Stored data:
<<<<

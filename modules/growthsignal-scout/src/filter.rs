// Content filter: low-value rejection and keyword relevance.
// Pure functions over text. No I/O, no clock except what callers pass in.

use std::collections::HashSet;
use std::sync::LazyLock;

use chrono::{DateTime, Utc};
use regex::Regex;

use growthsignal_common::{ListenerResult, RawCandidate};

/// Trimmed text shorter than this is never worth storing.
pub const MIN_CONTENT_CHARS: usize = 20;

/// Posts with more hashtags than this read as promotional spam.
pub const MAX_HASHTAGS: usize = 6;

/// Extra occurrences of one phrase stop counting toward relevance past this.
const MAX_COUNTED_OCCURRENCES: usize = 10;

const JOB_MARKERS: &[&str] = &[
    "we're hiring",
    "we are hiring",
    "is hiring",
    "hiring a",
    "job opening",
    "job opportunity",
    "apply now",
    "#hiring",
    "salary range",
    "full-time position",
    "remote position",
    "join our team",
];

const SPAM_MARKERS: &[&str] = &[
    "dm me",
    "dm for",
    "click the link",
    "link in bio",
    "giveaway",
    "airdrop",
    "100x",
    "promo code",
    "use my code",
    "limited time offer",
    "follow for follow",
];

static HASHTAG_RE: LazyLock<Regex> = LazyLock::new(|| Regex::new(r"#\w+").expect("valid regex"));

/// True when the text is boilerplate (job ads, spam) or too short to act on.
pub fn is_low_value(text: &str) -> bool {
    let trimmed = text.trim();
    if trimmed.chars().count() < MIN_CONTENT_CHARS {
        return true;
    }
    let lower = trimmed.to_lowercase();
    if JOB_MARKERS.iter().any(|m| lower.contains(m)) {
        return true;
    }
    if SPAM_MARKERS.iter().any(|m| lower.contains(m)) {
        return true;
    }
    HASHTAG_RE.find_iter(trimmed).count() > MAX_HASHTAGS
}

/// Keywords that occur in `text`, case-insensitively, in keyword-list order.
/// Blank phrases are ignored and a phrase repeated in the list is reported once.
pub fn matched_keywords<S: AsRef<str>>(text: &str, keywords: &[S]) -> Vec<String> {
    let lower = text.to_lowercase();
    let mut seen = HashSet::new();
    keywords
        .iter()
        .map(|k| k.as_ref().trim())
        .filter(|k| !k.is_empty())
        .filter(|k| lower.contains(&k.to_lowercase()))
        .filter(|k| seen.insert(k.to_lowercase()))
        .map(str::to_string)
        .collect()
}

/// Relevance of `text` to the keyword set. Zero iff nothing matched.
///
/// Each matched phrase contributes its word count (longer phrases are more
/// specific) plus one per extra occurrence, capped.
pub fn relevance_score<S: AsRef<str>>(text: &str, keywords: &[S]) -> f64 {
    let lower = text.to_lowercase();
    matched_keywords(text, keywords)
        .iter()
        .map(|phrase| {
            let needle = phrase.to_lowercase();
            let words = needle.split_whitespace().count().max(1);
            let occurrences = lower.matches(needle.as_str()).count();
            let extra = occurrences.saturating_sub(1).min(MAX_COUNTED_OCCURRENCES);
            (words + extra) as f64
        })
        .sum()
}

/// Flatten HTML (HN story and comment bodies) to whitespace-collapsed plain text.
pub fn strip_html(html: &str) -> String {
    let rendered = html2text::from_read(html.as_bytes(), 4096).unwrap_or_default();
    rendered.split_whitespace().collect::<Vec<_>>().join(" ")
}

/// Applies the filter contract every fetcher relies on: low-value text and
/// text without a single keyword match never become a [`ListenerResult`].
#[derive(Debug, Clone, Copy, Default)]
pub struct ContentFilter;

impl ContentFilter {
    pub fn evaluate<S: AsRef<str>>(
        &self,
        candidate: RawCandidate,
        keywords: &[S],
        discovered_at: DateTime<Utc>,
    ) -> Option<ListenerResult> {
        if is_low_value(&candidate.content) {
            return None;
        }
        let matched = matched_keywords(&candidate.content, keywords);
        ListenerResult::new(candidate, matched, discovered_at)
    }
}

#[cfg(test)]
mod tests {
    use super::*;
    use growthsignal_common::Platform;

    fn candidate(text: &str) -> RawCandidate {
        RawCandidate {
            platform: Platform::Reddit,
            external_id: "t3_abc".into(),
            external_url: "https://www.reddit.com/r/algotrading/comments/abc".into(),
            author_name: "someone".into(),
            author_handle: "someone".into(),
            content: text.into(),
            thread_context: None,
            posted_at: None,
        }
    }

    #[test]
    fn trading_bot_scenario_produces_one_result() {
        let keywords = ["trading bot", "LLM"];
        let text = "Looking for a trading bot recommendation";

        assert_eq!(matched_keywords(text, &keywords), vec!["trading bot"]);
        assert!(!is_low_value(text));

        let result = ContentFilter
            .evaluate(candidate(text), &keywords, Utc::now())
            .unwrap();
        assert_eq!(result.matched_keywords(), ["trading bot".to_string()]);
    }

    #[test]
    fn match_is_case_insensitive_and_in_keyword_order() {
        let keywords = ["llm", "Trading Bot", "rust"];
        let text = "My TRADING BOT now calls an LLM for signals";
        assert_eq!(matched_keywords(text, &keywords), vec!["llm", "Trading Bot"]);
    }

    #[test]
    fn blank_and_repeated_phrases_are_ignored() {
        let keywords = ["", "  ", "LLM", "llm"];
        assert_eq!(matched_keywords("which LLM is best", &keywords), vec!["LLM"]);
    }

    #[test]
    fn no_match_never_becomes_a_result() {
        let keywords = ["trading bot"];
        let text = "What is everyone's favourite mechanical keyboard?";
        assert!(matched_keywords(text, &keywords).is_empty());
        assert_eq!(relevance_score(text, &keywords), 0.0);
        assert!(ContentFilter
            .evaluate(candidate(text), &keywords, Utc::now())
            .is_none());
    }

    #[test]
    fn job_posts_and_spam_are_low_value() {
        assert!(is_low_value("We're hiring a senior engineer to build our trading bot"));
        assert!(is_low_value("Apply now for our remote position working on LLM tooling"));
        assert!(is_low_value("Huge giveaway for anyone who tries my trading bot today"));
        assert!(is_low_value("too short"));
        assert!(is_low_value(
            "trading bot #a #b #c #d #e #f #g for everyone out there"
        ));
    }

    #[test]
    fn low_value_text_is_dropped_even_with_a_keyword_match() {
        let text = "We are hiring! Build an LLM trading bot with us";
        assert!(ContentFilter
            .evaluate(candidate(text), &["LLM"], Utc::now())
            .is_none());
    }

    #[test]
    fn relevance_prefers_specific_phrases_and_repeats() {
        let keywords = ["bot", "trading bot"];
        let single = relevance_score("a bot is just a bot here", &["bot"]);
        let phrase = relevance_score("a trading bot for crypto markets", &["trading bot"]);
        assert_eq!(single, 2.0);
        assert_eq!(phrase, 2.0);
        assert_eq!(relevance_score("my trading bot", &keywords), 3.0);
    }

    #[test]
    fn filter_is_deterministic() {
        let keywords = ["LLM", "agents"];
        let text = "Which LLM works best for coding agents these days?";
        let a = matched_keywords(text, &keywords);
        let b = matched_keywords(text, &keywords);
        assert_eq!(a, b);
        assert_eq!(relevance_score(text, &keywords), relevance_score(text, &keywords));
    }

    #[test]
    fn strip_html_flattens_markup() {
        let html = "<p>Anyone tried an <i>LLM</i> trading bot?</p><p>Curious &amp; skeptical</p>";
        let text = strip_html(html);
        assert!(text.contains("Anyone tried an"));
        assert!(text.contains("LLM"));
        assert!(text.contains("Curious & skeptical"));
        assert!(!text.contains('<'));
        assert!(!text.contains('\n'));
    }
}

>>>>
<<<<

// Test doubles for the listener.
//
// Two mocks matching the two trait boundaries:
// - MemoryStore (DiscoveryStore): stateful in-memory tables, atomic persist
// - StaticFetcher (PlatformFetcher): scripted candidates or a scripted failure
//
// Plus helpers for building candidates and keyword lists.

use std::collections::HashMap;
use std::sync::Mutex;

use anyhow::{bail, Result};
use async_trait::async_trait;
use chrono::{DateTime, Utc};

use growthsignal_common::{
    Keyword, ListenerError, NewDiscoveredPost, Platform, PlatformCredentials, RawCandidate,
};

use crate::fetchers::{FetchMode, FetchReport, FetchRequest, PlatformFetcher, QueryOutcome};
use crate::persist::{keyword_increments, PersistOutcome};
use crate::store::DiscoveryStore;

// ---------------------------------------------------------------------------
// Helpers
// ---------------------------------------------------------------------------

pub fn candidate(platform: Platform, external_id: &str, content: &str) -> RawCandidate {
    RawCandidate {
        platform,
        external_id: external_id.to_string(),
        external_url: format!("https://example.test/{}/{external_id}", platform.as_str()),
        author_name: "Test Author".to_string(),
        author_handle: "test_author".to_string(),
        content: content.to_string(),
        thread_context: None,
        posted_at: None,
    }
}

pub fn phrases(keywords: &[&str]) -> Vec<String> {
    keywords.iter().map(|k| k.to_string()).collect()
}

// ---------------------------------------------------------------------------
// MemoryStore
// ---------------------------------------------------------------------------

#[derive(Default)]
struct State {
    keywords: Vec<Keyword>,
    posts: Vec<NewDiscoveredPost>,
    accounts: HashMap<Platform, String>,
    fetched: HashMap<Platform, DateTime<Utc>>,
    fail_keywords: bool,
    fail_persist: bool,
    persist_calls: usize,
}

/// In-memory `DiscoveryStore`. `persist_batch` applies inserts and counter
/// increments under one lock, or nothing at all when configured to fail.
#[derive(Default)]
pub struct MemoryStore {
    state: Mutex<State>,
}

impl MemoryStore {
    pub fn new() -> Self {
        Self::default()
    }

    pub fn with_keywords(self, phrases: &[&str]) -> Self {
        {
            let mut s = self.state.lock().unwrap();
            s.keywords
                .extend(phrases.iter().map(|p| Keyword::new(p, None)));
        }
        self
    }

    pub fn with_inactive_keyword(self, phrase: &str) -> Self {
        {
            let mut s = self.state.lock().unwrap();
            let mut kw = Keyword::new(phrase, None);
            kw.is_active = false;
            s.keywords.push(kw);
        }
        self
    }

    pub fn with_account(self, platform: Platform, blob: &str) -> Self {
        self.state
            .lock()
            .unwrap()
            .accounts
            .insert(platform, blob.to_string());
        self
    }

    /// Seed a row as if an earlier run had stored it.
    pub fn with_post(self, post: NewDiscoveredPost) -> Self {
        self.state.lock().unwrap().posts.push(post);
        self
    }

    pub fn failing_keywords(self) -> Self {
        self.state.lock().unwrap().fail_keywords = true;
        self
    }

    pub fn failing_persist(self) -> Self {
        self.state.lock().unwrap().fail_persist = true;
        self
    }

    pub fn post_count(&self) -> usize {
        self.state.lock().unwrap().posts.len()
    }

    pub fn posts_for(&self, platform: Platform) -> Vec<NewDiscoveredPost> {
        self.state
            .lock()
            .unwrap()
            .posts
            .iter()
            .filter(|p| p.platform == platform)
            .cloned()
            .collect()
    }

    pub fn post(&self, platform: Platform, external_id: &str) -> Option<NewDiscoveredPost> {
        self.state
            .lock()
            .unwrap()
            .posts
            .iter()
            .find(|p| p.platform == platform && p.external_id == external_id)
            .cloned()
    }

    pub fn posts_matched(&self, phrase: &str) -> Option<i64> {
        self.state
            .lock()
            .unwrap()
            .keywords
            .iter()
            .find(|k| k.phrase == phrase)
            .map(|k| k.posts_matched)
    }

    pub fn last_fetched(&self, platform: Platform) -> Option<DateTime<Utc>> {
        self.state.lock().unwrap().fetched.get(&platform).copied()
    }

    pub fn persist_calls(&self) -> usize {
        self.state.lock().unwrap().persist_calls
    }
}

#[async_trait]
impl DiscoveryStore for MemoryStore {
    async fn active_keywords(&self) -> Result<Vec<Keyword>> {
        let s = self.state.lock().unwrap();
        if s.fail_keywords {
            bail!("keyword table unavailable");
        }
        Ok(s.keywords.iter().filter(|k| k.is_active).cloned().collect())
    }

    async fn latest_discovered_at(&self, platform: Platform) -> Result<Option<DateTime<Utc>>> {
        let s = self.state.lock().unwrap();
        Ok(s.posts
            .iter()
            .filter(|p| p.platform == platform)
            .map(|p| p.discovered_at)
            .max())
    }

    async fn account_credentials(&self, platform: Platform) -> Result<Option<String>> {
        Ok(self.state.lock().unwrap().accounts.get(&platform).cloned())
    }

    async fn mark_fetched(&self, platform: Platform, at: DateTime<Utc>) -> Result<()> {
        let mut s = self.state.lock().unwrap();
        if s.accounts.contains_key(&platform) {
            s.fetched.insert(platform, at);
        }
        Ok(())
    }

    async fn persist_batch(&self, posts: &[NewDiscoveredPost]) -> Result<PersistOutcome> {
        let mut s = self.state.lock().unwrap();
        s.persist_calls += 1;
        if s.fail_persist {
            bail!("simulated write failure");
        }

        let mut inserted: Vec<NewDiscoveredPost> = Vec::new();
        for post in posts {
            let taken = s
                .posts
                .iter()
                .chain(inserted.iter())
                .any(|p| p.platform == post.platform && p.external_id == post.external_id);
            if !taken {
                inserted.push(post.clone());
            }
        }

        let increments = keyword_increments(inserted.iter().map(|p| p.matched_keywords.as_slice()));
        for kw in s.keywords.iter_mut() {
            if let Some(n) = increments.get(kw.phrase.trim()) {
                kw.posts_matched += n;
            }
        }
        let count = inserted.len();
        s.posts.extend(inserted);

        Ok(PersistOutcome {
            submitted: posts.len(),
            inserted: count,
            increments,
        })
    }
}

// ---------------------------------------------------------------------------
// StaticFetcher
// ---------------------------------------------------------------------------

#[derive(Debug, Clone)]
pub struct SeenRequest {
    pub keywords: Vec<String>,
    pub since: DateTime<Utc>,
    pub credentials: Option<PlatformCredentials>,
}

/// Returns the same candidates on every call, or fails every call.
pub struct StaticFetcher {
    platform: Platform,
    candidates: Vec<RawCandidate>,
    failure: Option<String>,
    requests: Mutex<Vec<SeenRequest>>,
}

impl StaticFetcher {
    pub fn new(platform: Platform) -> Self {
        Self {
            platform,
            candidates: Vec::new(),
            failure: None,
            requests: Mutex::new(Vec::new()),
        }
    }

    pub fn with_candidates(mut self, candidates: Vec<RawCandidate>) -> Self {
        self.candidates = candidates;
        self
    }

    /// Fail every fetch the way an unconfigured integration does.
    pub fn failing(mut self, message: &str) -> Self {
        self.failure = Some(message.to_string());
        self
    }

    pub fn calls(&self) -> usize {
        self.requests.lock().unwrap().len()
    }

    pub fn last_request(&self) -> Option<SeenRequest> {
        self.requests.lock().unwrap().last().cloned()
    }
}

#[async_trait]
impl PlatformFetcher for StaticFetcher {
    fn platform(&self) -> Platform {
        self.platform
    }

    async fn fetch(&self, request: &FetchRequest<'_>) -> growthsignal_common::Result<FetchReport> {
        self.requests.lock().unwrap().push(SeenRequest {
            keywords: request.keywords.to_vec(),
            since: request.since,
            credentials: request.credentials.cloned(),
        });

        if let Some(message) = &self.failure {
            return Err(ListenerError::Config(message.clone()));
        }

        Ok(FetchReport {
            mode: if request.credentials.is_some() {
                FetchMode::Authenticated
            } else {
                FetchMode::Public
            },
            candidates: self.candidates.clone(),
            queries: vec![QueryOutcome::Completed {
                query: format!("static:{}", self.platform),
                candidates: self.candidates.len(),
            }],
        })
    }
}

>>>>

WHAT THE EXERCISE ASKS:
Above are some records; copy exactly the lines from the one with "filename modules/growthsignal-scout/src/filter.rs" through the one with "never worth storing.", both included, and no others.

RESPONSE AREA:
filename modules/growthsignal-scout/src/filter.rs
// Content filter: low-value rejection and keyword relevance.
// Pure functions over text. No I/O, no clock except what callers pass in.

use std::collections::HashSet;
use std::sync::LazyLock;

use chrono::{DateTime, Utc};
use regex::Regex;

use growthsignal_common::{ListenerResult, RawCandidate};

/// Trimmed text shorter than this is never worth storing.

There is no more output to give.